- **WORK TO COMPLETE**: Say how many lines in the following data hold the word "GetProperty". Write nothing but that number.

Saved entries
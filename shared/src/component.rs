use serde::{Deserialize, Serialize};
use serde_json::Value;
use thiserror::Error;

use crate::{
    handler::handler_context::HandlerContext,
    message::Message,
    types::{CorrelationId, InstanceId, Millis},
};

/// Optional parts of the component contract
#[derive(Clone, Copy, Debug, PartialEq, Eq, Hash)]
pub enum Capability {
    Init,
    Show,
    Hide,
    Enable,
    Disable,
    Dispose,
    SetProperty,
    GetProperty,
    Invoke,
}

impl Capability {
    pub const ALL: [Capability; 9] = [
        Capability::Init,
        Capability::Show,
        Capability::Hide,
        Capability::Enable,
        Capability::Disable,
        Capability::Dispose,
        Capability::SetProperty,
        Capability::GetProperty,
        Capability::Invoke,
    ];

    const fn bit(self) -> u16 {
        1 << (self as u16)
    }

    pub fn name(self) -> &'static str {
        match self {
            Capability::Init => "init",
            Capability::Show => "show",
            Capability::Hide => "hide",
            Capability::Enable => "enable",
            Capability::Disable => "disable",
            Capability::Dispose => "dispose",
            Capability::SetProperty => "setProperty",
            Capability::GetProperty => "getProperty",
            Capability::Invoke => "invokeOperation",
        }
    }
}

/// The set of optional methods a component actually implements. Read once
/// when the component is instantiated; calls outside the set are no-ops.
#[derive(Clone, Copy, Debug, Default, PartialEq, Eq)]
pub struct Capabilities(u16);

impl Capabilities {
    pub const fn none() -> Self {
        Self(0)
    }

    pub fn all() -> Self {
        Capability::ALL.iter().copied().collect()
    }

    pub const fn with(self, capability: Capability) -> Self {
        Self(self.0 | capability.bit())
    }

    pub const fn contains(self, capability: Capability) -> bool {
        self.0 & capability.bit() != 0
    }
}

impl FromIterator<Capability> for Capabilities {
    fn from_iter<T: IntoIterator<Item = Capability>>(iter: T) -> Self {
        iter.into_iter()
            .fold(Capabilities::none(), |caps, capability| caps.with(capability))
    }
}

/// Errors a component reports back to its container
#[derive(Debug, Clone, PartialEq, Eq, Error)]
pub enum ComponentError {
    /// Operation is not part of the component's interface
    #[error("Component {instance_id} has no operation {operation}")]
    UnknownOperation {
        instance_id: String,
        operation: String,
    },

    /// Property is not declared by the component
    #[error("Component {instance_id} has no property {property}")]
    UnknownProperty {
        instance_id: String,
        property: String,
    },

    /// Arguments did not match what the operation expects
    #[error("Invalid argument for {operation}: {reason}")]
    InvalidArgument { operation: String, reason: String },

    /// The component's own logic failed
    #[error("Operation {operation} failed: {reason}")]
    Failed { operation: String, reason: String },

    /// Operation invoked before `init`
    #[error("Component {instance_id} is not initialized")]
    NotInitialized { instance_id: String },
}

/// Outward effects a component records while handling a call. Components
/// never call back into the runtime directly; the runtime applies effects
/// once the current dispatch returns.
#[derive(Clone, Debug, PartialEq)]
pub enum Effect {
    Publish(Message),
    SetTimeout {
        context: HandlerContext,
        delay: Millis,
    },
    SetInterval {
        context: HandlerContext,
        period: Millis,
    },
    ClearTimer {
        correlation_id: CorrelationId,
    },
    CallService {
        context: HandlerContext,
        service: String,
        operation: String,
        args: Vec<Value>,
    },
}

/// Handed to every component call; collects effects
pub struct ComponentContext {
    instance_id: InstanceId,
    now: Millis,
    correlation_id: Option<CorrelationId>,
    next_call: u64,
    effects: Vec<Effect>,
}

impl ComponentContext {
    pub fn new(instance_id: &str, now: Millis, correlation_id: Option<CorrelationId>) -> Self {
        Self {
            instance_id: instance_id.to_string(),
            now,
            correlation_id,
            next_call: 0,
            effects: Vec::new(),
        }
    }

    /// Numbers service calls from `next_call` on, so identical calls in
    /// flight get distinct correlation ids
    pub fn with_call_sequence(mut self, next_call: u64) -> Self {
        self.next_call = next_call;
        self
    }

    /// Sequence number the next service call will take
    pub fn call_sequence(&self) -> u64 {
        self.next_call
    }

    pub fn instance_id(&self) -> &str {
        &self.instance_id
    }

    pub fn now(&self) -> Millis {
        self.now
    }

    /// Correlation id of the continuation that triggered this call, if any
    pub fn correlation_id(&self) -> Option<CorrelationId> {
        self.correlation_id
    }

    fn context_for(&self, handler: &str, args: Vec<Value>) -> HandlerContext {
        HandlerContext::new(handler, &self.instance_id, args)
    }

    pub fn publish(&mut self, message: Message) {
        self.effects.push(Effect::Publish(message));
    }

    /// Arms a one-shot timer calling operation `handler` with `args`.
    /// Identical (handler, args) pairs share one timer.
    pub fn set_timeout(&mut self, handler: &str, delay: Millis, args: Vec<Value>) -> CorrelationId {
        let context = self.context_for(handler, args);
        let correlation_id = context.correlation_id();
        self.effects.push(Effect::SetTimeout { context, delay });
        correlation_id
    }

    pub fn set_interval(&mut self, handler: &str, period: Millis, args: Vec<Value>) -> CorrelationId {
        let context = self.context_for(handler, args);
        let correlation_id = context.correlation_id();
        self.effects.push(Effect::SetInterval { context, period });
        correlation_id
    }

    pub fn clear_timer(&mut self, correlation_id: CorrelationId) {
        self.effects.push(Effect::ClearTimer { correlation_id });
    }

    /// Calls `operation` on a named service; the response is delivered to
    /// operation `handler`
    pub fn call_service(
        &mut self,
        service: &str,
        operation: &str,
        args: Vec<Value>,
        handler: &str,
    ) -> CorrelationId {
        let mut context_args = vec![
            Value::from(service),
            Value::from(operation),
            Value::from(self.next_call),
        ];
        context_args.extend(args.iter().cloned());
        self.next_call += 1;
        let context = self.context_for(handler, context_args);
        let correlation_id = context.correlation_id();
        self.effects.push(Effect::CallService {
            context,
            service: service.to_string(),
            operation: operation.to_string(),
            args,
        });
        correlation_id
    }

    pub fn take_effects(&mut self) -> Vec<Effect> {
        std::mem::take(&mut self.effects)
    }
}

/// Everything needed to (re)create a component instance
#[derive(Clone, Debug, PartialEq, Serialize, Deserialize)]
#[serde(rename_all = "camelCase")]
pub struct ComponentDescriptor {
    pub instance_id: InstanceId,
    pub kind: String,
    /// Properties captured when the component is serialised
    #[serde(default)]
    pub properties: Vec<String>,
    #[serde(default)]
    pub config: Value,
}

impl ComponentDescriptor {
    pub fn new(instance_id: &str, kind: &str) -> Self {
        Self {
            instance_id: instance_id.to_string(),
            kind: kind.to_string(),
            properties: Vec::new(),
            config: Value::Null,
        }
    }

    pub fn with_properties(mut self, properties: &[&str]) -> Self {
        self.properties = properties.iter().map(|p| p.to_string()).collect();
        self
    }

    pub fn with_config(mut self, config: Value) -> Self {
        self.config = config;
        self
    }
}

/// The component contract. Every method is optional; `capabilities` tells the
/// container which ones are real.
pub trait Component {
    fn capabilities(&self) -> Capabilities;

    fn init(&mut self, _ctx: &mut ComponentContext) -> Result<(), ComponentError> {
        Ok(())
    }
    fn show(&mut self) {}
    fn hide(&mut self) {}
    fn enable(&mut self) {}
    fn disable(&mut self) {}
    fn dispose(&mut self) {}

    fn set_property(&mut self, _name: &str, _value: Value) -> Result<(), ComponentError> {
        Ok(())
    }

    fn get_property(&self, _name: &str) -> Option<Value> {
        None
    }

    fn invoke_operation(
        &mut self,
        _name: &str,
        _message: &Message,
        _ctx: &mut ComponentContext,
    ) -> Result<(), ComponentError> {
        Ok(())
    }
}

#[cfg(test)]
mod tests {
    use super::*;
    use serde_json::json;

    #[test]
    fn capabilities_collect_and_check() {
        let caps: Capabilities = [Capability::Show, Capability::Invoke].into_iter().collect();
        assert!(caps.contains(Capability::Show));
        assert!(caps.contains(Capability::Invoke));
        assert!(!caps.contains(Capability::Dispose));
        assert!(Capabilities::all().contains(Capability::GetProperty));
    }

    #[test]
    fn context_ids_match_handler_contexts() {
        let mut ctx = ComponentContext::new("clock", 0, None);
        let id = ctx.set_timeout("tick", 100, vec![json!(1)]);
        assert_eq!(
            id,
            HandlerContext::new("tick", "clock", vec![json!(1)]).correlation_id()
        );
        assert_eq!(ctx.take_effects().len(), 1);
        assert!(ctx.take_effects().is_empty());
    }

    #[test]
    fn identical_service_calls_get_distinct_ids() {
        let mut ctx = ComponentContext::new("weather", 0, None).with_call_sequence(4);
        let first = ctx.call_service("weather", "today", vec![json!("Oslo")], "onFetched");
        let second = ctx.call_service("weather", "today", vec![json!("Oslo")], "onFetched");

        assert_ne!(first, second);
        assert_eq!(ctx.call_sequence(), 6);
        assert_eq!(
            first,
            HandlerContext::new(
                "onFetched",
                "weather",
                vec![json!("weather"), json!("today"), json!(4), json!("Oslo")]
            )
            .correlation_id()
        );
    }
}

- **SOLUTION TO THE PROBLEM**: 4